/ 11 May 2001

Do not go gentle

Julian Schnabel made his name as a ”neo-expressionist” painter during the Eighties, when that form of highly charged canvas experienced a brief revival. His most memorable works were images splashed over huge areas covered with shattered crockery – a rather original way of providing the work with some extra texture.

Schnabel gives some extra texture to the art of the cinema, too, having become a film-maker in 1996 with his biopic of the half-Haitian half-Puerto-Rican artist Jean-Michel Basquiat, whose intense, busy, idiosyncratic paintings brought something genuinely new to the medium. He was also a hellraiser who died of a drug overdose in 1988 at the age of 27, blasted by success as much as by his personal demons.

With his second film, Before Night Falls (winner of the best film award at the Venice Film Festival), Schnabel has made another biopic of an outsider figure, another creative person who struggled fearsomely (how expressionist!) to realise his inner visions, whose art blurs into his life, and who suffers for both. This time Schnabel’s protagonist is the Cuban writer Reinaldo Arenas, an outsider because of his illegitimacy, his childhood in poverty-stricken rural Cuba – and because he was a homosexual under Fidel Castro’s fulsomely macho communist regime.

Arenas’s battle was different to Basquiat’s in that it was against an oppressor less subtle than the condescending New York art world. As a teenager, Arenas ran away to join Castro and Che Guevara’s revolution, only to be betrayed by that revolution when it declared homosexuals dangerous agents of moral rot, ”anti-social elements’ who were a ‘by-product of capitalism” and therefore had to be

expunged from the proud new nation.

As we have seen in movies like the marvellous Cuban film Fresa y Chocolate, though, it wasn’t always quite as efficiently Stalinist as that. Yes, there were round-ups of gay men who were sent to labour camps, there were show trials in which men were forced to sell out their friends and lovers, but there were also gaps in the social fabric that allowed for some expression of such desires.
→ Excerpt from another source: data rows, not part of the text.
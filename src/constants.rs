// SPDX-FileCopyrightText: 2025 Semiotic AI, Inc.
//
// SPDX-License-Identifier: Apache-2.0

//! Well-known Ethereum constants
//!
//! This module centralizes the magic values every EVM developer ends up
//! pasting from memory: the zero address, the native-token placeholder used
//! by router and aggregator APIs, integer bounds, and the default developer
//! mnemonic shipped by Hardhat and Anvil.

use alloy_primitives::{address, Address, B256, I256, U256};

/// The zero address, `0x0000000000000000000000000000000000000000`.
///
/// Used as a burn target and as the "no address" sentinel in many contracts.
pub const ADDRESS_ZERO: Address = Address::ZERO;

/// Placeholder address conventionally used for the chain's native asset
/// (ETH, BNB, MATIC, ...) in router and aggregator APIs.
///
/// Address: 0xEeeeeEeeeEeEeeEeEeEeeEEEeeeeEeeeeeeeEEeE
pub const NATIVE_TOKEN_PLACEHOLDER: Address =
    address!("EeeeeEeeeEeEeeEeEeEeeEEEeeeeEeeeeeeeEEeE");

/// The zero hash, 32 zero bytes.
pub const HASH_ZERO: B256 = B256::ZERO;

/// Number of wei in one ether (10^18).
pub const WEI_PER_ETHER: U256 = U256::from_limbs([0x0de0_b6b3_a764_0000, 0, 0, 0]);

/// The largest value representable by a `uint256` (2^256 - 1).
///
/// The canonical "infinite approval" amount.
pub const MAX_UINT256: U256 = U256::MAX;

/// The largest value representable by an `int256` (2^255 - 1).
pub const MAX_INT256: I256 = I256::MAX;

/// The default developer mnemonic used by Hardhat and Anvil local networks.
///
/// Every key derived from this phrase is public knowledge. Never send real
/// funds to its accounts.
pub const DEFAULT_DEV_MNEMONIC: &str =
    "test test test test test test test test test test test junk";

/// All well-known constants as `(label, display value)` pairs, in a fixed
/// display order.
///
/// Addresses render EIP-55 checksummed, integers render as plain base-10
/// strings.
///
/// # Example
///
/// ```
/// let constants = ethcast::constants::well_known();
/// assert_eq!(constants[0].0, "AddressZero");
/// assert_eq!(constants[0].1, "0x0000000000000000000000000000000000000000");
/// ```
pub fn well_known() -> Vec<(&'static str, String)> {
    vec![
        ("AddressZero", ADDRESS_ZERO.to_string()),
        ("NativeToken", NATIVE_TOKEN_PLACEHOLDER.to_string()),
        ("HashZero", HASH_ZERO.to_string()),
        ("WeiPerEther", WEI_PER_ETHER.to_string()),
        ("MaxUint256", MAX_UINT256.to_string()),
        ("MaxInt256", MAX_INT256.to_string()),
        ("Default Mnemonic", DEFAULT_DEV_MNEMONIC.to_string()),
    ]
}

#[cfg(test)]
mod tests {
    use super::*;

    #[test]
    fn test_wei_per_ether() {
        assert_eq!(WEI_PER_ETHER.to_string(), "1000000000000000000");
        assert_eq!(WEI_PER_ETHER, U256::from(10u64).pow(U256::from(18u64)));
    }

    #[test]
    fn test_max_uint256() {
        assert_eq!(
            MAX_UINT256.to_string(),
            "115792089237316195423570985008687907853269984665640564039457584007913129639935"
        );
    }

    #[test]
    fn test_max_int256() {
        assert_eq!(
            MAX_INT256.to_string(),
            "57896044618658097711785492504343953926634992332820282019728792003956564819967"
        );
    }

    #[test]
    fn test_native_token_placeholder_checksum() {
        // Display must reproduce the canonical EIP-55 form used by routers
        assert_eq!(
            NATIVE_TOKEN_PLACEHOLDER.to_string(),
            "0xEeeeeEeeeEeEeeEeEeEeeEEEeeeeEeeeeeeeEEeE"
        );
    }

    #[test]
    fn test_hash_zero() {
        assert_eq!(
            HASH_ZERO.to_string(),
            "0x0000000000000000000000000000000000000000000000000000000000000000"
        );
    }

    #[test]
    fn test_well_known_order() {
        let labels: Vec<&str> = well_known().iter().map(|(label, _)| *label).collect();
        assert_eq!(
            labels,
            vec![
                "AddressZero",
                "NativeToken",
                "HashZero",
                "WeiPerEther",
                "MaxUint256",
                "MaxInt256",
                "Default Mnemonic",
            ]
        );
    }

    #[test]
    fn test_default_dev_mnemonic_word_count() {
        assert_eq!(DEFAULT_DEV_MNEMONIC.split_whitespace().count(), 12);
    }
}
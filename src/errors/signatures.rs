// SPDX-FileCopyrightText: 2025 Semiotic AI, Inc.
//
// SPDX-License-Identifier: Apache-2.0

//! Error types for 4-byte selector lookups.

/// Errors that can occur when resolving a function selector against a
/// signature database.
///
/// Transport failures carry the operation that was attempted plus the
/// underlying error as a `source`, so callers can log useful context without
/// string-matching on messages.
#[derive(Debug, thiserror::Error)]
pub enum SignatureLookupError {
    /// The input is not a valid 4-byte selector.
    ///
    /// Selectors are exactly `0x` followed by 8 hex digits.
    #[error("Not a 4-byte selector: {input:?}")]
    InvalidSelector {
        /// The rejected input string
        input: String,
    },

    /// The HTTP request to the signature database failed.
    ///
    /// Covers connection failures, timeouts, and non-success status codes.
    #[error("Signature database request failed during {operation}")]
    RequestFailed {
        /// Description of the operation that failed (e.g., "lookup 0xa9059cbb")
        operation: String,
        /// The underlying transport error
        #[source]
        source: Box<dyn std::error::Error + Send + Sync>,
    },

    /// The response body could not be decoded as the expected JSON shape.
    #[error("Failed to decode signature database response")]
    DecodeFailed {
        /// The underlying decode error
        #[source]
        source: Box<dyn std::error::Error + Send + Sync>,
    },

    /// The signature database answered but reported a failed lookup
    /// (`ok: false`).
    #[error("Signature database rejected the lookup for {selector}")]
    LookupRejected {
        /// The selector that was being resolved
        selector: String,
    },
}

impl SignatureLookupError {
    /// Create an `InvalidSelector` error for a rejected input string.
    pub fn invalid_selector(input: impl Into<String>) -> Self {
        SignatureLookupError::InvalidSelector {
            input: input.into(),
        }
    }

    /// Helper to create a `RequestFailed` error from any error type.
    pub fn request_failed(
        operation: impl Into<String>,
        source: impl std::error::Error + Send + Sync + 'static,
    ) -> Self {
        SignatureLookupError::RequestFailed {
            operation: operation.into(),
            source: Box::new(source),
        }
    }

    /// Helper to create a `DecodeFailed` error from any error type.
    pub fn decode_failed(source: impl std::error::Error + Send + Sync + 'static) -> Self {
        SignatureLookupError::DecodeFailed {
            source: Box::new(source),
        }
    }
}
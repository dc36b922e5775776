// SPDX-FileCopyrightText: 2025 Semiotic AI, Inc.
//
// SPDX-License-Identifier: Apache-2.0

//! Error types for the unit conversion engine.
//!
//! Note that the keystroke-level [`recompute`](crate::UnitTable::recompute)
//! path never produces these errors; malformed input there is treated as
//! in-progress typing. Only the direct [`convert`](crate::UnitTable::convert)
//! API and custom table construction are fallible.

/// Errors that can occur during unit conversion and table construction.
#[derive(Debug, Clone, PartialEq, Eq, thiserror::Error)]
pub enum ConversionError {
    /// The value is not a plain non-negative decimal string.
    ///
    /// Accepted values are digits with at most one decimal point, no sign,
    /// no exponent notation.
    #[error("Not a decimal value: {value:?}")]
    InvalidValue {
        /// The rejected input string
        value: String,
    },

    /// The named unit is not part of the table.
    #[error("Unknown unit: {name:?}")]
    UnknownUnit {
        /// The unit name that wasn't found
        name: String,
    },

    /// A custom unit table violates a table invariant.
    ///
    /// Valid tables have distinct positive integer scales and exactly one
    /// base unit with scale 1.
    #[error("Invalid unit table: {reason}")]
    InvalidTable {
        /// Description of the violated invariant
        reason: String,
    },
}

impl ConversionError {
    /// Create an `InvalidValue` error for a rejected input string.
    pub fn invalid_value(value: impl Into<String>) -> Self {
        ConversionError::InvalidValue {
            value: value.into(),
        }
    }

    /// Create an `UnknownUnit` error for an unrecognized unit name.
    pub fn unknown_unit(name: impl Into<String>) -> Self {
        ConversionError::UnknownUnit { name: name.into() }
    }

    /// Create an `InvalidTable` error with a description of the violation.
    pub fn invalid_table(reason: impl Into<String>) -> Self {
        ConversionError::InvalidTable {
            reason: reason.into(),
        }
    }
}
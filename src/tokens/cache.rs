// SPDX-FileCopyrightText: 2025 Semiotic AI, Inc.
//
// SPDX-License-Identifier: Apache-2.0

//! On-disk JSON cache for the token list
//!
//! The upstream list is several megabytes and changes slowly; this cache
//! persists it next to the fetch timestamp so restarts don't re-download a
//! list that is still fresh.

use std::path::Path;
use std::time::Duration;

use chrono::{DateTime, Utc};
use serde::{Deserialize, Serialize};
use tracing::{debug, info};

use crate::errors::TokenListError;
use crate::tokens::Token;

/// A cached token list and the moment it was fetched.
#[derive(Debug, Clone, Serialize, Deserialize)]
pub struct TokenCache {
    fetched_at: DateTime<Utc>,
    tokens: Vec<Token>,
}

impl TokenCache {
    /// Wrap a freshly fetched list, timestamped now.
    pub fn new(tokens: Vec<Token>) -> Self {
        Self {
            fetched_at: Utc::now(),
            tokens,
        }
    }

    /// Wrap a list with an explicit fetch timestamp.
    pub fn with_fetched_at(tokens: Vec<Token>, fetched_at: DateTime<Utc>) -> Self {
        Self { fetched_at, tokens }
    }

    /// When the cached list was fetched.
    pub fn fetched_at(&self) -> DateTime<Utc> {
        self.fetched_at
    }

    /// The cached tokens.
    pub fn tokens(&self) -> &[Token] {
        &self.tokens
    }

    /// Consume the cache, returning the tokens.
    pub fn into_tokens(self) -> Vec<Token> {
        self.tokens
    }

    /// Whether the cached list is older than `ttl`.
    ///
    /// A fetch timestamp in the future (clock skew) counts as fresh.
    pub fn is_stale(&self, ttl: Duration) -> bool {
        let age = Utc::now().signed_duration_since(self.fetched_at);
        match chrono::Duration::from_std(ttl) {
            Ok(ttl) => age >= ttl,
            // TTL too large for chrono means it can never be exceeded
            Err(_) => false,
        }
    }

    /// Load a cache file, returning `Ok(None)` when it does not exist.
    ///
    /// # Errors
    ///
    /// [`TokenListError::CacheIo`] for I/O failures other than a missing
    /// file, [`TokenListError::CacheCorrupt`] when the file exists but does
    /// not deserialize.
    pub async fn load(path: impl AsRef<Path>) -> Result<Option<Self>, TokenListError> {
        let path = path.as_ref();
        if !path.exists() {
            debug!(path = %path.display(), "Token cache file does not exist");
            return Ok(None);
        }

        let data = tokio::fs::read(path)
            .await
            .map_err(|e| TokenListError::cache_io(path, e))?;

        let cache: Self = serde_json::from_slice(&data)
            .map_err(|e| TokenListError::cache_corrupt(path, e))?;

        info!(
            path = %path.display(),
            tokens = cache.tokens.len(),
            fetched_at = %cache.fetched_at,
            "Loaded token cache"
        );
        Ok(Some(cache))
    }

    /// Persist the cache to `path`, replacing any previous contents.
    pub async fn save(&self, path: impl AsRef<Path>) -> Result<(), TokenListError> {
        let path = path.as_ref();
        let data =
            serde_json::to_vec(self).map_err(|e| TokenListError::cache_corrupt(path, e))?;

        tokio::fs::write(path, data)
            .await
            .map_err(|e| TokenListError::cache_io(path, e))?;

        debug!(path = %path.display(), tokens = self.tokens.len(), "Saved token cache");
        Ok(())
    }
}

#[cfg(test)]
mod tests {
    use super::*;

    fn sample_token() -> Token {
        Token {
            id: "usd-coin".to_string(),
            symbol: "usdc".to_string(),
            name: "USDC".to_string(),
            platforms: [(
                "ethereum".to_string(),
                "0xa0b86991c6218b36c1d19d4a2e9eb0ce3606eb48".to_string(),
            )]
            .into_iter()
            .collect(),
        }
    }

    #[test]
    fn test_fresh_cache_is_not_stale() {
        let cache = TokenCache::new(vec![sample_token()]);
        assert!(!cache.is_stale(Duration::from_secs(60)));
    }

    #[test]
    fn test_old_cache_is_stale() {
        let fetched_at = Utc::now() - chrono::Duration::hours(25);
        let cache = TokenCache::with_fetched_at(vec![sample_token()], fetched_at);
        assert!(cache.is_stale(Duration::from_secs(24 * 60 * 60)));
    }

    #[test]
    fn test_future_timestamp_counts_as_fresh() {
        let fetched_at = Utc::now() + chrono::Duration::hours(1);
        let cache = TokenCache::with_fetched_at(vec![sample_token()], fetched_at);
        assert!(!cache.is_stale(Duration::from_secs(1)));
    }

    #[test]
    fn test_serialization_round_trip() {
        let cache = TokenCache::new(vec![sample_token()]);
        let json = serde_json::to_string(&cache).unwrap();
        let restored: TokenCache = serde_json::from_str(&json).unwrap();

        assert_eq!(restored.fetched_at(), cache.fetched_at());
        assert_eq!(restored.tokens(), cache.tokens());
    }

    #[tokio::test]
    async fn test_load_missing_file_returns_none() {
        let dir = tempfile::tempdir().unwrap();
        let path = dir.path().join("missing.json");

        let loaded = TokenCache::load(&path).await.unwrap();
        assert!(loaded.is_none());
    }

    #[tokio::test]
    async fn test_save_and_load_round_trip() {
        let dir = tempfile::tempdir().unwrap();
        let path = dir.path().join("tokens.json");

        let cache = TokenCache::new(vec![sample_token()]);
        cache.save(&path).await.unwrap();

        let loaded = TokenCache::load(&path).await.unwrap().unwrap();
        assert_eq!(loaded.tokens(), cache.tokens());
    }

    #[tokio::test]
    async fn test_load_corrupt_file_errors() {
        let dir = tempfile::tempdir().unwrap();
        let path = dir.path().join("tokens.json");
        tokio::fs::write(&path, b"not json").await.unwrap();

        let result = TokenCache::load(&path).await;
        assert!(matches!(result, Err(TokenListError::CacheCorrupt { .. })));
    }
}
// SPDX-FileCopyrightText: 2025 Semiotic AI, Inc.
//
// SPDX-License-Identifier: Apache-2.0

//! Configuration for ethcast's network-backed utilities.
//!
//! The conversion engine and constants need no configuration; this module
//! controls the HTTP endpoints, request timeout, and token cache TTL used by
//! the selector lookup and token directory clients.
//!
//! # Example: Using defaults
//!
//! ```rust
//! use ethcast::EthcastConfig;
//!
//! // openchain.xyz + coingecko, 5 second timeout, 24 hour cache TTL
//! let config = EthcastConfig::default();
//! ```
//!
//! # Example: Custom configuration
//!
//! ```rust
//! use ethcast::EthcastConfigBuilder;
//! use std::time::Duration;
//!
//! let config = EthcastConfigBuilder::new()
//!     .http_timeout(Duration::from_secs(10))
//!     .token_cache_ttl(Duration::from_secs(3600))
//!     .build();
//! ```

use std::time::Duration;

use url::Url;

/// Default signature database lookup endpoint (openchain.xyz).
pub const SIGNATURE_DATABASE_URL: &str = "https://api.openchain.xyz/signature-database/v1/lookup";

/// Default token list endpoint (coingecko, platform addresses included via
/// query parameter).
pub const TOKEN_LIST_URL: &str = "https://api.coingecko.com/api/v3/coins/list";

/// Default timeout applied to every HTTP request.
pub const DEFAULT_HTTP_TIMEOUT: Duration = Duration::from_secs(5);

/// Default time-to-live for the on-disk token list cache.
pub const DEFAULT_TOKEN_CACHE_TTL: Duration = Duration::from_secs(24 * 60 * 60);

/// Configuration for ethcast's network clients.
///
/// Use [`EthcastConfigBuilder`] for a fluent API to construct instances.
#[derive(Debug, Clone)]
pub struct EthcastConfig {
    /// Signature database lookup endpoint
    pub signature_endpoint: Url,

    /// Token list endpoint
    pub token_list_endpoint: Url,

    /// Timeout for HTTP requests
    /// Default: 5 seconds (public APIs, fail fast)
    pub http_timeout: Duration,

    /// How long a cached token list is served before a refresh is attempted
    /// Default: 24 hours
    pub token_cache_ttl: Duration,
}

impl Default for EthcastConfig {
    fn default() -> Self {
        Self {
            signature_endpoint: Url::parse(SIGNATURE_DATABASE_URL)
                .expect("default signature endpoint is a valid URL"),
            token_list_endpoint: Url::parse(TOKEN_LIST_URL)
                .expect("default token list endpoint is a valid URL"),
            http_timeout: DEFAULT_HTTP_TIMEOUT,
            token_cache_ttl: DEFAULT_TOKEN_CACHE_TTL,
        }
    }
}

/// Builder for [`EthcastConfig`]
///
/// # Example
///
/// ```rust
/// use ethcast::EthcastConfigBuilder;
/// use std::time::Duration;
/// use url::Url;
///
/// let config = EthcastConfigBuilder::new()
///     .signature_endpoint(Url::parse("https://sig-db.internal/v1/lookup").unwrap())
///     .http_timeout(Duration::from_secs(2))
///     .build();
/// ```
pub struct EthcastConfigBuilder {
    config: EthcastConfig,
}

impl Default for EthcastConfigBuilder {
    fn default() -> Self {
        Self::new()
    }
}

impl EthcastConfigBuilder {
    /// Create a new builder starting from the default configuration.
    pub fn new() -> Self {
        Self {
            config: EthcastConfig::default(),
        }
    }

    /// Set the signature database lookup endpoint.
    pub fn signature_endpoint(mut self, endpoint: Url) -> Self {
        self.config.signature_endpoint = endpoint;
        self
    }

    /// Set the token list endpoint.
    pub fn token_list_endpoint(mut self, endpoint: Url) -> Self {
        self.config.token_list_endpoint = endpoint;
        self
    }

    /// Set the timeout applied to every HTTP request.
    pub fn http_timeout(mut self, timeout: Duration) -> Self {
        self.config.http_timeout = timeout;
        self
    }

    /// Set how long a cached token list is considered fresh.
    pub fn token_cache_ttl(mut self, ttl: Duration) -> Self {
        self.config.token_cache_ttl = ttl;
        self
    }

    /// Build the final configuration.
    pub fn build(self) -> EthcastConfig {
        self.config
    }
}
There was enough corruption to ensure that the associates of the powerful got away with their deviance for some of the time, though, as Before Night Falls shows, they could also end up imprisoned or ”later, and marginally better” expelled from the socialist paradise.

A brilliant scene in Before Night Falls depicts Arenas applying for the right to leave Cuba after Castro, in a fit of magnanimity in 1980, decided that homosexuals and other undesirables might as well bugger off. To prove he’s gay, the burly Arenas has to mince around and wag his bum like a cheap whore for the passport officials ‘ and we are reminded how much the outer signs of homosexuality are constructed by particular social quirks, how arbitrary such categories are, and thus how willed the consequent persecution has to be.

Spanish actor Javier Bardem (who exploded on to the screen in Bigas Luna’s JamónJamón and was seen recently in Second Skin) is luminiously moving as Arenas, a man who cannot be other than what he is, and who cannot stop

expressing himself through his writing, even if it has to be smuggled out of his homeland to be published ‘ and even if that means more persecution. In a performance justly nominated for an Oscar, insofar as the Oscars are ever just, and the winner of the best actor prize at Venice, Bardem gives us Arenas’s feline sensuality, his drive to write, his courage and his cowardice. What’s missing is a fuller sense of Arenas’s writings, and of the extent of his sexuality – after all, this was a man who said he’d had some 5 000 lovers by the age of 25. But that’s not Bardem’s fault; perhaps the (straight) director thought it might diminish the audience’s sympathies for Arenas.

Bardem is the centre of the film, and without him the whole would not hold, but he is given very able support by the rest of the cast, particularly Olivier Martinez and Andrea di Stefano ‘ and Johnny Depp, who has two small, surprising cameos. One is as a jailer after whom, in a scene worthy of Jean Genet, Arenas lusts. The other is as a flouncing transvestite with an extraordinary capacity for moving contraband – a role that redeems his self-satisfied turn in Chocolat.

Cinematographically, Before Night Falls has an edgy, on-the-run quality, with grainy images and saturated colours that beautifully suggest both the horrors of Arenas’s life and the textured decay of Cuba’s cityscapes – as well as heat, the heat of a subtropical place and the heat of passions burning beneath a stultifying sociopolitical unease. And the irreducible drives of the writer whose passion we have now witnessed.